▶ [Action item]: Return the run of lines below that opens with the line containing "pub struct CrisisAssessment" and closes with the line containing "let medium = tier_matches(&lowered, MEDIUM_RISK_KEYWORDS);", keeping each one exact.

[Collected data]
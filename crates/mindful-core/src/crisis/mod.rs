//! Crisis Detector - Keyword-driven safety screening
//!
//! Every inbound message is screened before any reply is generated.
//! Classification is a pure function over three fixed, disjoint keyword
//! tiers evaluated strictly in priority order: any high-risk signal
//! dominates regardless of co-occurring lower-risk language, so the
//! medium and low tiers are never even scanned once high matches.
//!
//! The detector holds no state and touches no storage; its caller is
//! responsible for the audit write (see `GraphStore::append_crisis_log`)
//! and for gating the reply path on the returned level.

use serde::{Deserialize, Serialize};

// ============================================================================
// KEYWORD TIERS
// ============================================================================

/// High-risk tier: immediate self-harm or harm-to-others signals.
/// Any match short-circuits classification at level high.
pub const HIGH_RISK_KEYWORDS: &[&str] = &[
    "kill myself",
    "suicide",
    "suicidal",
    "want to die",
    "end my life",
    "end it all",
    "better off dead",
    "no reason to live",
    "hurt myself",
    "self-harm",
    "self harm",
    "cut myself",
    "kill someone",
    "hurt someone",
    "want them dead",
];

/// Medium-risk tier: acute distress without an explicit harm signal.
pub const MEDIUM_RISK_KEYWORDS: &[&str] = &[
    "hopeless",
    "worthless",
    "can't go on",
    "cant go on",
    "give up on everything",
    "hate myself",
    "no point anymore",
    "nobody cares",
    "empty inside",
    "can't take it",
    "cant take it",
    "trapped",
];

/// Low-risk tier: everyday struggle language worth noticing, not escalating.
pub const LOW_RISK_KEYWORDS: &[&str] = &[
    "anxious",
    "depressed",
    "overwhelmed",
    "stressed",
    "panic",
    "lonely",
    "can't sleep",
    "cant sleep",
    "exhausted",
    "worried",
    "struggling",
];

// ============================================================================
// FIXED REPLY TEXT
// ============================================================================

/// Fixed, non-AI-generated safety reply for high-risk detections.
/// Returned verbatim in place of a generated reply; the normal reply
/// pipeline (including extraction) is skipped for that turn.
pub const INTERVENTION_MESSAGE: &str = "I'm really concerned about what you're sharing with me. \
Your safety matters, and I want you to talk to someone who can support you right now.\n\n\
- Call or text 988 (Suicide & Crisis Lifeline, 24/7)\n\
- Text HOME to 741741 (Crisis Text Line)\n\
- If you are in immediate danger, call 911\n\n\
You don't have to go through this alone. Would you be willing to reach out to one of these resources?";

/// Fixed supportive preamble prefixed to the generated reply for
/// medium-risk detections.
pub const SUPPORT_PREAMBLE: &str = "It sounds like you're carrying something heavy right now, \
and I'm glad you're putting it into words. If it ever feels like too much, the 988 Suicide & \
Crisis Lifeline (call or text 988) is there around the clock.\n\n";

// ============================================================================
// CLASSIFICATION
// ============================================================================

/// Crisis risk level, in escalating order
#[derive(Debug, Clone, Copy, PartialEq, Eq, PartialOrd, Ord, Serialize, Deserialize, Default)]
#[serde(rename_all = "lowercase")]
pub enum CrisisLevel {
    /// No tier matched
    #[default]
    None,
    /// Low-risk language only
    Low,
    /// Acute distress, supportive resources shown
    Medium,
    /// Immediate risk, fixed intervention reply, normal pipeline skipped
    High,
}

impl CrisisLevel {
    /// String representation used in audit records
    pub fn as_str(&self) -> &'static str {
        match self {
            CrisisLevel::None => "none",
            CrisisLevel::Low => "low",
            CrisisLevel::Medium => "medium",
            CrisisLevel::High => "high",
        }
    }

    /// Whether the normal reply pipeline (and extraction) runs for this turn
    pub fn allows_normal_reply(&self) -> bool {
        !matches!(self, CrisisLevel::High)
    }

    /// Whether the detection produces an audit write
    pub fn is_loggable(&self) -> bool {
        matches!(self, CrisisLevel::Medium | CrisisLevel::High)
    }
}

impl std::fmt::Display for CrisisLevel {
    fn fmt(&self, f: &mut std::fmt::Formatter<'_>) -> std::fmt::Result {
        write!(f, "{}", self.as_str())
    }
}

/// Result of screening one message
#[derive(Debug, Clone, Serialize, Deserialize)]
#[serde(rename_all = "camelCase")]
pub struct CrisisAssessment {
    /// Classified risk level
    pub level: CrisisLevel,
    /// Every keyword that matched within the winning tier, in tier order
    pub matched_keywords: Vec<String>,
    /// High-risk only: the orchestrator must return the fixed safety reply
    pub requires_intervention: bool,
    /// Medium and high: support resources are surfaced to the user
    pub show_resources: bool,
}

impl CrisisAssessment {
    fn clear() -> Self {
        Self {
            level: CrisisLevel::None,
            matched_keywords: Vec::new(),
            requires_intervention: false,
            show_resources: false,
        }
    }
}

/// Collect every tier keyword present in the lowercased text, in tier order.
fn tier_matches(lowered: &str, tier: &[&str]) -> Vec<String> {
    tier.iter()
        .filter(|kw| lowered.contains(*kw))
        .map(|kw| kw.to_string())
        .collect()
}

/// Classify one message against the three keyword tiers.
///
/// Case-insensitive substring matching, strict priority order: the high
/// tier is scanned in full first, and any match there returns
/// immediately with every matching high-risk keyword accumulated. The
/// medium and low tiers follow the same accumulate-then-return shape.
///
/// ```
/// use mindful_core::crisis::{classify, CrisisLevel};
///
/// let result = classify("I want to die today");
/// assert_eq!(result.level, CrisisLevel::High);
/// assert!(result.requires_intervention);
/// ```
pub fn classify(text: &str) -> CrisisAssessment {
    let lowered = text.to_lowercase();

    let high = tier_matches(&lowered, HIGH_RISK_KEYWORDS);
    if !high.is_empty() {
        return CrisisAssessment {
            level: CrisisLevel::High,
            matched_keywords: high,
            requires_intervention: true,
            show_resources: true,
        };
    }

    let medium = tier_matches(&lowered, MEDIUM_RISK_KEYWORDS);
    if !medium.is_empty() {
        return CrisisAssessment {
            level: CrisisLevel::Medium,
            matched_keywords: medium,
            requires_intervention: false,
            show_resources: true,
        };
    }

    let low = tier_matches(&lowered, LOW_RISK_KEYWORDS);
    if !low.is_empty() {
        return CrisisAssessment {
            level: CrisisLevel::Low,
            matched_keywords: low,
            requires_intervention: false,
            show_resources: false,
        };
    }

    CrisisAssessment::clear()
}

// ============================================================================
// TESTS
// ============================================================================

▶ [Exercise result]:
pub struct CrisisAssessment {
    /// Classified risk level
    pub level: CrisisLevel,
    /// Every keyword that matched within the winning tier, in tier order
    pub matched_keywords: Vec<String>,
    /// High-risk only: the orchestrator must return the fixed safety reply
    pub requires_intervention: bool,
    /// Medium and high: support resources are surfaced to the user
    pub show_resources: bool,
}

impl CrisisAssessment {
    fn clear() -> Self {
        Self {
            level: CrisisLevel::None,
            matched_keywords: Vec::new(),
            requires_intervention: false,
            show_resources: false,
        }
    }
}

/// Collect every tier keyword present in the lowercased text, in tier order.
fn tier_matches(lowered: &str, tier: &[&str]) -> Vec<String> {
    tier.iter()
        .filter(|kw| lowered.contains(*kw))
        .map(|kw| kw.to_string())
        .collect()
}

/// Classify one message against the three keyword tiers.
///
/// Case-insensitive substring matching, strict priority order: the high
/// tier is scanned in full first, and any match there returns
/// immediately with every matching high-risk keyword accumulated. The
/// medium and low tiers follow the same accumulate-then-return shape.
///
/// ```
/// use mindful_core::crisis::{classify, CrisisLevel};
///
/// let result = classify("I want to die today");
/// assert_eq!(result.level, CrisisLevel::High);
/// assert!(result.requires_intervention);
/// ```
pub fn classify(text: &str) -> CrisisAssessment {
    let lowered = text.to_lowercase();

    let high = tier_matches(&lowered, HIGH_RISK_KEYWORDS);
    if !high.is_empty() {
        return CrisisAssessment {
            level: CrisisLevel::High,
            matched_keywords: high,
            requires_intervention: true,
            show_resources: true,
        };
    }

    let medium = tier_matches(&lowered, MEDIUM_RISK_KEYWORDS);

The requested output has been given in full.